## Work task:
The word "source" marks the lines to find; copy every such line from the data below.

── Exercise material

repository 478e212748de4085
//! Utility functions and helpers

pub mod logging;
pub mod display;

pub use logging::*;
pub use display::*;
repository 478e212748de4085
//! Custom error types for the order flow

use reqwest::StatusCode;
use thiserror::Error;

pub const PAYMENT_FALLBACK_MESSAGE: &str = "Errore creazione pagamento";

#[derive(Error, Debug)]
pub enum CheckoutError {
    #[error("ERRORE: Carica prima il tuo logo")]
    MissingFile,

    #[error("ERRORE: Attendi la scansione del file")]
    ScanPending,

    #[error("File non valido: {file_name} - {reason}")]
    InvalidFile {
        file_name: String,
        reason: String,
    },

    #[error("Network error: {message}")]
    Network {
        message: String,
        #[source]
        source: Option<anyhow::Error>,
        retry_count: u32,
    },

    #[error("{message}")]
    PaymentRejected {
        status: StatusCode,
        message: String,
    },

    #[error("Nessun URL di pagamento ricevuto")]
    MissingCheckoutUrl,

    #[error("Invalid price tier table: {reason}")]
    InvalidTierTable {
        reason: String,
    },

    #[error("I/O error: {context}")]
    Io {
        context: String,
        #[source]
        source: std::io::Error,
    },
}

pub type CheckoutResult<T> = Result<T, CheckoutError>;

impl CheckoutError {
    /// Whether the failure happened before the submit button was disabled.
    pub fn is_gating(&self) -> bool {
        matches!(self, CheckoutError::MissingFile | CheckoutError::ScanPending)
    }

    /// Text shown in the form status line.
    pub fn status_text(&self) -> String {
        if self.is_gating() {
            self.to_string()
        } else {
            format!("ERRORE. {}", self)
        }
    }
}
//! Simulated scan of an uploaded logo
//!
//! The scan is cosmetic: a progress counter advances by a random step each
//! tick until it reaches 100, then a short pause precedes the report.

use chrono::Utc;
use rand::Rng;
use std::time::Duration;
use tracing::info;
use crate::{
    config::Config,
    types::{Complexity, LogoFile, ScanReport},
};

pub const MIN_STEP: u8 = 2;
pub const MAX_STEP: u8 = 6;

/// Advances the progress counter by one tick, capped at 100.
pub fn next_progress<R: Rng>(current: u8, rng: &mut R) -> u8 {
    current.saturating_add(rng.random_range(MIN_STEP..=MAX_STEP)).min(100)
}

pub fn pick_complexity<R: Rng>(rng: &mut R) -> Complexity {
    Complexity::ALL[rng.random_range(0..Complexity::ALL.len())]
}

#[derive(Debug, Clone)]
pub struct ScanSimulator {
    tick: Duration,
    settle: Duration,
}

impl ScanSimulator {
    pub fn new(tick: Duration, settle: Duration) -> Self {
        Self { tick, settle }
    }

    pub fn from_config(config: &Config) -> Self {
        Self::new(
            Duration::from_millis(config.scan_tick_ms),
            Duration::from_millis(config.scan_settle_ms),
        )
    }

    /// Plays the scan for `file`, reporting every progress value, and returns
    /// the report once the settle pause has elapsed.
    pub async fn run<F>(&self, file: &LogoFile, on_progress: F) -> ScanReport
    where
        F: FnMut(u8),
    {
        self.run_with_rng(file, &mut rand::rng(), on_progress).await
    }

    pub async fn run_with_rng<R, F>(&self, file: &LogoFile, rng: &mut R, mut on_progress: F) -> ScanReport
    where
        R: Rng,
        F: FnMut(u8),
    {
        info!("🔍 Scanning {}...", file.name);

        let mut progress = 0u8;
        while progress < 100 {
            tokio::time::sleep(self.tick).await;
            progress = next_progress(progress, rng);
            on_progress(progress);
        }

        tokio::time::sleep(self.settle).await;

        let report = ScanReport {
            scan_id: uuid::Uuid::new_v4().to_string(),
            file_name: file.name.clone(),
            complexity: pick_complexity(rng),
            completed_at: Utc::now(),
        };

        info!(
            scan_id = %report.scan_id,
            complexity = %report.complexity,
            "✅ Scan complete for {}",
            report.file_name
        );

        report
    }
}

impl Default for ScanSimulator {
    fn default() -> Self {
        Self::from_config(&Config::default())
    }
}

#[cfg(test)]
mod tests {
    use super::*;
    use rand::{SeedableRng, rngs::StdRng};

    #[test]
    fn test_next_progress_step_bounds() {
        let mut rng = StdRng::seed_from_u64(7);
        for _ in 0..1000 {
            let next = next_progress(50, &mut rng);
            assert!((52..=56).contains(&next));
        }
    }

    #[test]
    fn test_next_progress_caps_at_hundred() {
        let mut rng = StdRng::seed_from_u64(1);
        assert_eq!(next_progress(99, &mut rng), 100);
        assert_eq!(next_progress(100, &mut rng), 100);
    }

    #[tokio::test]
    async fn test_scan_is_monotonic_and_ends_at_hundred() {
        let simulator = ScanSimulator::new(Duration::from_millis(1), Duration::ZERO);
        let file = LogoFile::new("logo.png", 2048);
        let mut rng = StdRng::seed_from_u64(42);
        let mut seen = Vec::new();

        let report = simulator
            .run_with_rng(&file, &mut rng, |p| seen.push(p))
            .await;

        assert_eq!(report.file_name, "logo.png");
        assert_eq!(seen.last(), Some(&100));
        assert!(seen.windows(2).all(|w| w[0] <= w[1]));
        // 100 / 6 rounded up to 100 / 2.
        assert!((17..=50).contains(&seen.len()));
        assert!(Complexity::ALL.contains(&report.complexity));
    }

    #[test]
    fn test_run_blocks_on_current_thread() {
        let simulator = ScanSimulator::new(Duration::ZERO, Duration::ZERO);
        let file = LogoFile::new("logo.stl", 10);
        let mut count = 0;
        let report = tokio_test::block_on(simulator.run(&file, |_| count += 1));
        assert!(count > 0);
        assert_eq!(report.file_name, "logo.stl");
    }
}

────

## Expected answer:
        #[source]
        source: Option<anyhow::Error>,
        #[source]
        source: std::io::Error,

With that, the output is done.